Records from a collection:
▶

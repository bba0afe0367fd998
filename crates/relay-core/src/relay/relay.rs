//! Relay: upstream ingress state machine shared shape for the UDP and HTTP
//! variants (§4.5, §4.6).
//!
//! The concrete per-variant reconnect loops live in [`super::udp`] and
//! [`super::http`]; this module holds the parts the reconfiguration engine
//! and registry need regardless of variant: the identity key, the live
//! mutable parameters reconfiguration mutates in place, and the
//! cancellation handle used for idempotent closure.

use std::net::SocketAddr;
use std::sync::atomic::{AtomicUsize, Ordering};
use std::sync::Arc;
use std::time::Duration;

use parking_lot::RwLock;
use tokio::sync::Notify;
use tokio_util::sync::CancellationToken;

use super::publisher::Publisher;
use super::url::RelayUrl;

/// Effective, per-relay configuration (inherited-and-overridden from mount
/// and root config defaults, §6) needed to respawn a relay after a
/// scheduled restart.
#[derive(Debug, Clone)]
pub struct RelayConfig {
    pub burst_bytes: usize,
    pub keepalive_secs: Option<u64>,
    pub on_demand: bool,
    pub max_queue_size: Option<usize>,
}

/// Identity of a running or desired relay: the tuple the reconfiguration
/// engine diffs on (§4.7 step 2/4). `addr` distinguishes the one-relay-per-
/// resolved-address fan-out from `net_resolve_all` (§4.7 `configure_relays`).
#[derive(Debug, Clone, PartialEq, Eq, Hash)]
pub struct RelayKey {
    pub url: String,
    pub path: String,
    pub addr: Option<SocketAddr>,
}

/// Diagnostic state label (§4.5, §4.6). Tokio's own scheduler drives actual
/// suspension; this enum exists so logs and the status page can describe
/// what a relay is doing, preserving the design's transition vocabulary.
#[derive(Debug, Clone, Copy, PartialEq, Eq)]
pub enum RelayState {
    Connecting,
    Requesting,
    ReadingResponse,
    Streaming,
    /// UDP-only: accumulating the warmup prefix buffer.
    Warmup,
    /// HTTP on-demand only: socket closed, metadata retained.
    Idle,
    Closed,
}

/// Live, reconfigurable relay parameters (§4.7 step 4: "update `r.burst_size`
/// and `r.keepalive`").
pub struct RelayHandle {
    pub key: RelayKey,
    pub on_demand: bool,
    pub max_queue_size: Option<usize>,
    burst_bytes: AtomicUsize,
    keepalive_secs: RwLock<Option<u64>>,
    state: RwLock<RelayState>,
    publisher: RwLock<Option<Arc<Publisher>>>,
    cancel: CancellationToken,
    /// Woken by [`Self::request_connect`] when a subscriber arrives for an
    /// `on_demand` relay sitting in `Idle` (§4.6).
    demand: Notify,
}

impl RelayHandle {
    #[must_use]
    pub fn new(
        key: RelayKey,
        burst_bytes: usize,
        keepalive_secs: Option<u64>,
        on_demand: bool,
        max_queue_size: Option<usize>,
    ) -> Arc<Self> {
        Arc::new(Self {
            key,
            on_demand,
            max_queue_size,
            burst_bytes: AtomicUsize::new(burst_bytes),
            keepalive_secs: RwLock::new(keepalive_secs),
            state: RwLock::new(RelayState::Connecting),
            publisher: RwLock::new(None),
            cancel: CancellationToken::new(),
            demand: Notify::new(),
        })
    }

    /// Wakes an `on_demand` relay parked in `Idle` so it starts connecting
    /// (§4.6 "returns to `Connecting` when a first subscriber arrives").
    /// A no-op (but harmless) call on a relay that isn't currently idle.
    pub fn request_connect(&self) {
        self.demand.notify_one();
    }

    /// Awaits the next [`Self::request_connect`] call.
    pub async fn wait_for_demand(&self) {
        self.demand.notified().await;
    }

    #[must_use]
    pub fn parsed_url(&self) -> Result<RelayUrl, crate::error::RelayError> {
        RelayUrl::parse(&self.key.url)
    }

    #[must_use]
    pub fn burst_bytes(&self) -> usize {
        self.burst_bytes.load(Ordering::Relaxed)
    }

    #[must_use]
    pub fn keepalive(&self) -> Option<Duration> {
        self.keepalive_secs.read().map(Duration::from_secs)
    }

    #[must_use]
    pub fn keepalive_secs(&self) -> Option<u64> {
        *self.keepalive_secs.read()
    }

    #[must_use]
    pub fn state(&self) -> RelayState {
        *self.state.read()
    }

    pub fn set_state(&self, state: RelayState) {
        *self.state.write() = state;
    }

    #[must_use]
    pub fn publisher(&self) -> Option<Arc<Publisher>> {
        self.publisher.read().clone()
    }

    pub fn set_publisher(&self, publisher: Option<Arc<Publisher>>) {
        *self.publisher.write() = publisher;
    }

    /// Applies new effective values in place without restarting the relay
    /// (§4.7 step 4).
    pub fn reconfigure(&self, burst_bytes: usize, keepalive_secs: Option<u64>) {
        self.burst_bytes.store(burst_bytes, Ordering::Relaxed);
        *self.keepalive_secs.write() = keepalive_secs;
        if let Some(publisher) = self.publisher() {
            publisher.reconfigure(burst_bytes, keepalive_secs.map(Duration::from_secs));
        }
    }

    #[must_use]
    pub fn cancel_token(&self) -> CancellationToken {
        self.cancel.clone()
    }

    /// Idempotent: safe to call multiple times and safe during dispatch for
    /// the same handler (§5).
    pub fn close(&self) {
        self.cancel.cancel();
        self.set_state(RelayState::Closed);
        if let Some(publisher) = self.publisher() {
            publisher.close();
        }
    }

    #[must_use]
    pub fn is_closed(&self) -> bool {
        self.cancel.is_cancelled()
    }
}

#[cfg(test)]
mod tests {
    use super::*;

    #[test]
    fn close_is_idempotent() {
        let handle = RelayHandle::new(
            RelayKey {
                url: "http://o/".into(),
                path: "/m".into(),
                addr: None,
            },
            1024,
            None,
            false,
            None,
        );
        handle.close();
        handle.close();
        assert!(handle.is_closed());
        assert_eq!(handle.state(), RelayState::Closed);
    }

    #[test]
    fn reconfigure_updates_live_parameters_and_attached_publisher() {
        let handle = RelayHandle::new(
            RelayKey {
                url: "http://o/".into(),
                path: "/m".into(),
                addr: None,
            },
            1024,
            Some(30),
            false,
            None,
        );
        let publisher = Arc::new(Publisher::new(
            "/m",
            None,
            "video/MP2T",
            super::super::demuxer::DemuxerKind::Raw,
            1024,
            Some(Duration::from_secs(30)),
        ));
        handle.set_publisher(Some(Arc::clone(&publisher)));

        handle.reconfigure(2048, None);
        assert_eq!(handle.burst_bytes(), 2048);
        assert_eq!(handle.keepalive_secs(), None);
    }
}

◀
▶

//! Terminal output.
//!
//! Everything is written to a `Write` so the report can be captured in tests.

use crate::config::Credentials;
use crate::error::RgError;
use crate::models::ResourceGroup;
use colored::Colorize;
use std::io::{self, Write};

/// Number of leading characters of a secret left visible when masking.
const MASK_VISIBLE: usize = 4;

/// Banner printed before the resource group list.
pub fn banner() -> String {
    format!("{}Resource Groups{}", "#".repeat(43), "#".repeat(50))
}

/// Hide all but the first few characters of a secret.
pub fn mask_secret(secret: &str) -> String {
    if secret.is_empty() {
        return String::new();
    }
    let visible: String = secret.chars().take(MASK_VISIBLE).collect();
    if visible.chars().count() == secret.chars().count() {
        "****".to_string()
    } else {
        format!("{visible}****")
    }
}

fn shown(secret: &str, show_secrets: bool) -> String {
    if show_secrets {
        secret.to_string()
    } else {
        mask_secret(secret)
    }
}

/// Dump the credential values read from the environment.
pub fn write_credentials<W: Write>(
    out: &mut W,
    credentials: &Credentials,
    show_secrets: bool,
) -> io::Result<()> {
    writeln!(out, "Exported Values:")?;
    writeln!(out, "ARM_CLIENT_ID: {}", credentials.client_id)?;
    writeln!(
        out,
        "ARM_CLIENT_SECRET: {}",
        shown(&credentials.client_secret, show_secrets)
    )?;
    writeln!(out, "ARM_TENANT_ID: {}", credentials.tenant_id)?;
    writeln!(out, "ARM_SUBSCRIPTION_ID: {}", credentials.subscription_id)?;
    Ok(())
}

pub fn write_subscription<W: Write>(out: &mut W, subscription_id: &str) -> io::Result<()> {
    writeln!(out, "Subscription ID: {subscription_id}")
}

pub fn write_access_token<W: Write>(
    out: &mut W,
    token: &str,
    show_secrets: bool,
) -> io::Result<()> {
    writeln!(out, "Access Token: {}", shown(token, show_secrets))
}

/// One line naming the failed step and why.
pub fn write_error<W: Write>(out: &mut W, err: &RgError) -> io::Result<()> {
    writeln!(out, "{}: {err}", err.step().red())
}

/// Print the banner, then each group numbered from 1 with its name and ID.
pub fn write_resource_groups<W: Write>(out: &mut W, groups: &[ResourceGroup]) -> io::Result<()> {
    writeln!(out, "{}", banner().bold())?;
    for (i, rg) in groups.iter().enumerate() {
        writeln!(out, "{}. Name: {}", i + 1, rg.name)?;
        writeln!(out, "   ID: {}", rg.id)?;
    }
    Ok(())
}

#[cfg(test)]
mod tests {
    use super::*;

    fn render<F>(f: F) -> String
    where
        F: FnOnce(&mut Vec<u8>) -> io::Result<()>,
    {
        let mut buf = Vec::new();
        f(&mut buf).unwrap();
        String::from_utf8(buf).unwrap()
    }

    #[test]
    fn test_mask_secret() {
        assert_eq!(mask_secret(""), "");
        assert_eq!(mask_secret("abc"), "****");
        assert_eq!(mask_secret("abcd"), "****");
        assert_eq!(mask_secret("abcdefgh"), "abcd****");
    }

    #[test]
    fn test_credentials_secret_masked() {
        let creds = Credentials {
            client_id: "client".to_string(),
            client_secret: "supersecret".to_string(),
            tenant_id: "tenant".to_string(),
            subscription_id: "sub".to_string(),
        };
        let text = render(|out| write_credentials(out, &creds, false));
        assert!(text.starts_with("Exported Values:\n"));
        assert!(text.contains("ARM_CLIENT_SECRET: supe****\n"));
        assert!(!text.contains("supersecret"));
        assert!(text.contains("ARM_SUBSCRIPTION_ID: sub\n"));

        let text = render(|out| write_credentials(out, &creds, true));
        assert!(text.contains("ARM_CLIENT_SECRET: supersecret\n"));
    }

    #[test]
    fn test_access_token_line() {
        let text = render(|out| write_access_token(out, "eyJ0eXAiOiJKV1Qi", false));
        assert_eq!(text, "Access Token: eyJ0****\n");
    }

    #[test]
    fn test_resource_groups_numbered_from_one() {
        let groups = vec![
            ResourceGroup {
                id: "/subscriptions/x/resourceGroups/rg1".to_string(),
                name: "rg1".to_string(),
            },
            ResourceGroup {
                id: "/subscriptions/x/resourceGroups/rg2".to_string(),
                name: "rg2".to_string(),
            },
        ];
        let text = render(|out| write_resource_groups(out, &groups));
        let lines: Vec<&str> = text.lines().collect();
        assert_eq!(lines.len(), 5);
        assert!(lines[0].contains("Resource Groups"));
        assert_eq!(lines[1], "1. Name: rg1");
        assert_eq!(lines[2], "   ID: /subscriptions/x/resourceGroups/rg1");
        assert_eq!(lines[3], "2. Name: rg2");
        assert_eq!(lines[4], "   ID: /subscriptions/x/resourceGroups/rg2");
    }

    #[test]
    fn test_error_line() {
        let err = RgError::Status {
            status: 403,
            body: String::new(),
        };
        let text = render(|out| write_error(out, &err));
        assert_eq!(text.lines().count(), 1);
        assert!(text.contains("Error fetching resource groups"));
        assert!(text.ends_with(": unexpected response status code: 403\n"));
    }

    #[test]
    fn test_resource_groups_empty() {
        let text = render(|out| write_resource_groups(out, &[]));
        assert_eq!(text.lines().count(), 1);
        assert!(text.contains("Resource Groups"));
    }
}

◀

THE PROBLEM:
Considering only the data above, return the lines in which "RgError" occurs.

THE COMPLETED TASK:
use crate::error::RgError;
pub fn write_error<W: Write>(out: &mut W, err: &RgError) -> io::Result<()> {
        let err = RgError::Status {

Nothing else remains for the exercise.